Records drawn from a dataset
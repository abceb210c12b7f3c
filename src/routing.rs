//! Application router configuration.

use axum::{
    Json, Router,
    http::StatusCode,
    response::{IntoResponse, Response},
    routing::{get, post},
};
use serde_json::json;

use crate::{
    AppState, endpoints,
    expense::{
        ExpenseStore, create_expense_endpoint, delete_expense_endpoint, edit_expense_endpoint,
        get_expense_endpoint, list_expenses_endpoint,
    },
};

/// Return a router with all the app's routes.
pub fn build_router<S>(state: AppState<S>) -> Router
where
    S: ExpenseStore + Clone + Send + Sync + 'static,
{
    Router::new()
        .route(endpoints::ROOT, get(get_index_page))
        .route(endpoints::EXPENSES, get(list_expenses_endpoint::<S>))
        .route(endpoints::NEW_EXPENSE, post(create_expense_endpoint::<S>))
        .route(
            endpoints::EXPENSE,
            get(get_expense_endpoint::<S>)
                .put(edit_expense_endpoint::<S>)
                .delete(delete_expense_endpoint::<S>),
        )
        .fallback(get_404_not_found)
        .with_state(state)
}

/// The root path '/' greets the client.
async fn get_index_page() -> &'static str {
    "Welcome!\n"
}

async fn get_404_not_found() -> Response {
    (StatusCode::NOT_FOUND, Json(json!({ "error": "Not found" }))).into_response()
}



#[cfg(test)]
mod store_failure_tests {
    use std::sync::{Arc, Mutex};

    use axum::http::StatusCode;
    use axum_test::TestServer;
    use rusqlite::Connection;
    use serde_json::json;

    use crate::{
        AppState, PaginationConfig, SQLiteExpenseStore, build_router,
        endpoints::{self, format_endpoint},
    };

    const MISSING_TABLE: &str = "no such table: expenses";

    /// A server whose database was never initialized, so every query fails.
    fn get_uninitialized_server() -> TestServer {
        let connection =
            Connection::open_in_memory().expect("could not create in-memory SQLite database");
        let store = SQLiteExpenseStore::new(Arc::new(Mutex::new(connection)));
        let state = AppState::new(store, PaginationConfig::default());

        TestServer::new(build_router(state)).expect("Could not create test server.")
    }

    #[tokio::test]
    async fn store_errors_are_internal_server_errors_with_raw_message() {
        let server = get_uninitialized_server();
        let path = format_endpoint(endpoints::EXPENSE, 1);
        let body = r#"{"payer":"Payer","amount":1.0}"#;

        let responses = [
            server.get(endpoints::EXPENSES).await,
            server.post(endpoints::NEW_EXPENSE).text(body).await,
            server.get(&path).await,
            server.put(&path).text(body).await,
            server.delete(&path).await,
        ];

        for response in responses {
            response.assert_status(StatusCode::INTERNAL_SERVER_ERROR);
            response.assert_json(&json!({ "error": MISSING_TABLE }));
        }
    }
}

# WORK TASK
Return word for word the lines above from the line with "#[cfg(test)]" to the line with "let state = AppState::new(store, PaginationConfig::default());", including both and leaving out all others.

# ANSWER BOX
#[cfg(test)]
mod store_failure_tests {
    use std::sync::{Arc, Mutex};

    use axum::http::StatusCode;
    use axum_test::TestServer;
    use rusqlite::Connection;
    use serde_json::json;

    use crate::{
        AppState, PaginationConfig, SQLiteExpenseStore, build_router,
        endpoints::{self, format_endpoint},
    };

    const MISSING_TABLE: &str = "no such table: expenses";

    /// A server whose database was never initialized, so every query fails.
    fn get_uninitialized_server() -> TestServer {
        let connection =
            Connection::open_in_memory().expect("could not create in-memory SQLite database");
        let store = SQLiteExpenseStore::new(Arc::new(Mutex::new(connection)));
        let state = AppState::new(store, PaginationConfig::default());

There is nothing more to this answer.